Toujours sans dire un mot, la femme finit par attraper sa main. Elle était terrorisée, mais elle souhaitait avant tout sortir de cet endroit.
*** ***
Une expression impassible et froide, habituelle pour Holly, était plaquée sur son visage. Malgré cela, les sentiments qui l’habitaient étaient inhabituels, bien moins calmes et sereins. Un mois auparavant sa protégée avait été capturée alors qu’elle se rendait à la clinique du docteur Krenn dans les quartiers médians de Zaun. Alors qu’elle planifiait les recherches, les Ratels du Puisard avaient soulevé la ville du dessous contre sa jumelle, il lui était impossible de secourir qui que ce soit.
On frappa à la porte, et le capitaine pénétra la pièce en saluant.
- Commandante, le doyen Hekins souhaite vous voir.
Holly soupira. Pour la première fois de sa carrière, le capitaine put presque déceler une expression sur le visage de sa supérieure.
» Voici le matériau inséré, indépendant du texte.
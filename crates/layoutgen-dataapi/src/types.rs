//! Wire types of the Data API.

use serde::{Deserialize, Deserializer};
use serde_json::Value;
use std::collections::BTreeMap;

/// Response envelope shared by every Data API call.
#[derive(Debug, Clone, Default, Deserialize)]
pub(crate) struct Envelope {
    #[serde(default)]
    pub response: Option<Value>,
    #[serde(default)]
    pub messages: Vec<Message>,
}

#[derive(Debug, Clone, Deserialize)]
pub(crate) struct Message {
    #[serde(deserialize_with = "code_as_string")]
    pub code: String,
    #[serde(default)]
    pub message: String,
}

/// Body of `GET /layouts/{layout}`.
#[derive(Debug, Clone, Default, PartialEq, Deserialize)]
#[serde(rename_all = "camelCase")]
pub struct LayoutMetadataResponse {
    #[serde(default)]
    pub field_meta_data: Vec<FieldMetaData>,
    /// Keyed by portal (table occurrence or object) name.
    #[serde(default)]
    pub portal_meta_data: BTreeMap<String, Vec<FieldMetaData>>,
    /// Absent when the layout has no value lists.
    #[serde(default)]
    pub value_lists: Option<Vec<WireValueList>>,
}

#[derive(Debug, Clone, PartialEq, Deserialize)]
#[serde(rename_all = "camelCase")]
pub struct FieldMetaData {
    pub name: String,
    /// `"normal"`, `"calculation"`, `"summary"`, ...
    #[serde(default, rename = "type")]
    pub field_type: String,
    /// `"text"`, `"number"`, `"date"`, `"timestamp"`, `"container"`, ...
    #[serde(default)]
    pub result: String,
    #[serde(default)]
    pub value_list: Option<String>,
    #[serde(default)]
    pub repetitions: Option<u32>,
}

#[derive(Debug, Clone, PartialEq, Deserialize)]
pub struct WireValueList {
    pub name: String,
    #[serde(default, rename = "type")]
    pub list_type: String,
    #[serde(default)]
    pub values: Vec<ValueListEntry>,
}

#[derive(Debug, Clone, PartialEq, Deserialize)]
#[serde(rename_all = "camelCase")]
pub struct ValueListEntry {
    pub value: String,
    #[serde(default)]
    pub display_value: Option<String>,
}

/// Body of `POST /sessions`.
#[derive(Debug, Clone, Deserialize)]
pub(crate) struct SessionResponse {
    pub token: String,
}

/// FileMaker sends message codes as strings; some proxies send numbers.
fn code_as_string<'de, D>(deserializer: D) -> Result<String, D::Error>
where
    D: Deserializer<'de>,
{
    Ok(match Value::deserialize(deserializer)? {
        Value::String(s) => s,
        other => other.to_string(),
    })
}
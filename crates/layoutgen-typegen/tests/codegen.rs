//! Integration tests for layoutgen-typegen.

use layoutgen_syntax::{Expr, GENERATED_BANNER, TYPESCRIPT_WRITER, TypeScriptWriter, Writer};
use layoutgen_typegen::{
    Backend, ClientTarget, EnvNames, GenerationUnit, LayoutMetadata, ValueListMode,
    build_client_module, build_index_module, build_schema_module, normalize_layout,
};

fn load_fixture(name: &str) -> LayoutMetadata {
    let path = format!("tests/fixtures/{}.json", name);
    let content =
        std::fs::read_to_string(&path).unwrap_or_else(|_| panic!("fixture {} not found", name));
    serde_json::from_str(&content).expect("invalid JSON")
}

fn customer(backend: Backend, mode: ValueListMode) -> GenerationUnit {
    let layout = normalize_layout(&load_fixture("customer"), mode);
    GenerationUnit::new("Customer", "API Customer", layout, backend, EnvNames::default())
}

// === Schema module ===

#[test]
fn validator_schema_strict_allow_empty() {
    let unit = customer(Backend::Validator, ValueListMode::AllowEmpty).with_strict_numbers(true);
    let output = TypeScriptWriter::emit(&build_schema_module(&unit));

    insta::assert_snapshot!(output, @r#"
    import { z } from "zod";
    export const ZCustomer = z.object({
      id: z.coerce.number().nullable().catch(null),
      name: z.string(),
      status: z.enum(["Active", "Inactive", ""]),
      "Invoice Total": z.coerce.number().nullable().catch(null),
    });
    export type TCustomer = z.infer<typeof ZCustomer>;
    export const ZOrders = z.object({
      "Orders::id": z.coerce.number().nullable().catch(null),
      "Orders::note": z.string(),
    });
    export type TOrders = z.infer<typeof ZOrders>;
    export const ZCustomerPortals = z.object({
      Orders: z.array(ZOrders),
    });
    export type TCustomerPortals = z.infer<typeof ZCustomerPortals>;
    export const ZVLStatuses = z.enum(["Active", "Inactive"]);
    export type TVLStatuses = z.infer<typeof ZVLStatuses>;
    "#);
}

#[test]
fn types_only_schema_lenient_ignore() {
    let unit = customer(Backend::TypesOnly, ValueListMode::Ignore);
    let output = TypeScriptWriter::emit(&build_schema_module(&unit));

    insta::assert_snapshot!(output, @r#"
    export type TCustomer = {
      id: number | string;
      name: string;
      status: string;
      "Invoice Total": number | string;
    };
    export type TOrders = {
      "Orders::id": number | string;
      "Orders::note": string;
    };
    export type TCustomerPortals = {
      Orders: TOrders[];
    };
    export type TVLStatuses = "Active" | "Inactive";
    "#);
}

#[test]
fn portal_aggregation() {
    let layout = normalize_layout(&load_fixture("person"), ValueListMode::Ignore);
    let unit = GenerationUnit::new("Person", "Person", layout, Backend::TypesOnly, EnvNames::default());
    let output = TypeScriptWriter::emit(&build_schema_module(&unit));

    insta::assert_snapshot!(output, @r"
    export type TPerson = {
      name: string;
      age: number | string;
    };
    export type TOrder = {
      total: number | string;
    };
    export type TPersonPortals = {
      Order: TOrder[];
    };
    ");
}

// === Client module ===

#[test]
fn standard_client_with_token_store() {
    let unit = customer(Backend::Validator, ValueListMode::Ignore).with_target(
        ClientTarget::Standard {
            token_store: Some(Expr::call(Expr::ident("makeStore"), vec![])),
        },
    );
    let output = TypeScriptWriter::emit(&build_client_module(&unit));

    insta::assert_snapshot!(output, @r#"
    import { DataApi } from "@proofgeist/fmdapi";
    import { TCustomer, TCustomerPortals, ZCustomer, ZCustomerPortals } from "../Customer";
    if (!process.env.FM_DATABASE) throw new Error("Missing env var: FM_DATABASE");
    if (!process.env.FM_SERVER) throw new Error("Missing env var: FM_SERVER");
    if (!process.env.OTTO_API_KEY) throw new Error("Missing env var: OTTO_API_KEY");
    export const client = DataApi<any, TCustomer, TCustomerPortals>({
      auth: { apiKey: process.env.OTTO_API_KEY },
      db: process.env.FM_DATABASE,
      server: process.env.FM_SERVER,
      layout: "API Customer",
      tokenStore: makeStore(),
    }, {
      fieldData: ZCustomer,
      portalData: ZCustomerPortals,
    });
    "#);
}

#[test]
fn web_viewer_client() {
    let unit = customer(Backend::TypesOnly, ValueListMode::Ignore).with_target(
        ClientTarget::WebViewer {
            script_name: "ExecuteDataApi".into(),
        },
    );
    let output = TypeScriptWriter::emit(&build_client_module(&unit));

    insta::assert_snapshot!(output, @r#"
    import { DataApi } from "@proofgeist/fmdapi/dist/wv";
    import { TCustomer, TCustomerPortals } from "../Customer";
    export const client = DataApi<any, TCustomer, TCustomerPortals>({
      layout: "API Customer",
      scriptName: "ExecuteDataApi",
    });
    "#);
}

// === Index module ===

#[test]
fn index_sorted_by_schema_name() {
    let output = TypeScriptWriter::emit(&build_index_module(["Invoices", "Customer", "Assets"]));

    insta::assert_snapshot!(output, @r#"
    export { client as AssetsClient } from "./Assets";
    export { client as CustomerClient } from "./Customer";
    export { client as InvoicesClient } from "./Invoices";
    "#);
}

// === Whole files ===

#[test]
fn modules_carry_banner_and_print_identically() {
    let unit = customer(Backend::Validator, ValueListMode::Strict);
    let doc = build_schema_module(&unit);

    let first = TYPESCRIPT_WRITER.write(&doc);
    let second = TYPESCRIPT_WRITER.write(&build_schema_module(&unit));
    assert!(first.starts_with(GENERATED_BANNER));
    assert_eq!(first, second);
    assert_eq!(TYPESCRIPT_WRITER.extension(), "ts");
}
Elle ne laissait jamais paraitre ce qu’elle ressentait, mais depuis près de vingt ans de collaboration l’aidait à décrypter l’énigmatique femme.
Elle était furieuse.
- Amenez le moi, lâcha-t-elle. Un thé avec un vieil ami me fera le plus grand bien.
Le capitaine salua de nouveau, et s’exécuta en quittant la pièce. Quelques minutes plus tard, le doyen de l’académie, Horace Hekins, prenait une tasse de thé chaud dans ses mains en compagnie de la grande femme.
- Comment vas-tu très chère ? demanda-t-il en souriant.
- J’ai échoué, dit-elle. Je n’aime pas ça.
- Je comprends. Où en est la situation ?
- Tous les accès sont bloqués, quelques altercations entre les pacifieurs et les ratels, mais peu de victimes. C’est un blocus.
- Des suspects pour la capture des jeunes filles ?
- Je pense à Krenn, la sœur vastaya Vira est probablement dans le coup.
Le doyen répondit par un marmonnent. Il resta pensif, soufflant sur son thé pour le refroidir.
- Les aristocrates ont été stupides de lui faire à nouveau confiance, pesta la commandante. Ce sont des idiots.
- Je tente de contacter des amis en Zaun, dit le vieil homme. Mais les communications sont quasiment impossibles. Mes sources indiquent que le laboratoire de Krenn a été attaqué.
- Comment !?
Il était rare de voir Holly laisser aller ses émotions. Le doyen put lire sur son visage, dont le calme et la froideur avait disparues, un mélange de stupéfaction et d’inquiétude.
- Je pense cependant que Krenn est bien dans le coup, et avec les Ratels c’est certain. Il y a dans cette histoire un troisième parti. Tout est bien plus complexe que l’on n’accepte de l’imaginer.
- Si c’est le cas, alors les jeunes sont livrées à elle-même dans les Tréfonds, continua la commandante sur un ton acerbe.
- Calme-toi Holly, dit le vieil homme avec dureté. Elles sont débrouillardes, j’ai confiance en elles.
- Ce sont des Tréfonds dont nous parlons, et potentiellement d’un baron à leur recherche. Il faudrait un miracle pour qu’elles leur aient échappées, en admettant qu’elles aient profité de l’attaque pour disparaître.
- Dès lors que nous aurons trouvé une faille, nous devrons y envoyer des hommes les récupérer. Vos escouades sont-elles elles prêtes ?
- Oui. Mais je vous avais prévenu, vous et cet irresponsable de Johan, vous l’avez laissé fureter partout sans la protéger.
Le doyen soupira, et tenta de siroter sa tasse de thé sous le regard foudroyant de sa camarade.
- Vous auriez dû lui dire.
- Comment ? demanda-t-il.
- Elle ne sait pas, ce que vous êtes.
- Je… je m’en chargerais lorsque nous l’aurons récupéré.
Ce fut au tour de la commandante de soupirer. Elle, habituée des renseignements, était presque allergique aux petits secrets et manipulations.
Elle aurait du travail, d’abord elle devait percer le blocus des ratels, pour ensuite parvenir à trouver sa protégée. Si en prime elle pouvait trouver le responsable du bazar provoqué dans ses villes, elle en profiterait pour lui flanquer son poing dans le visage.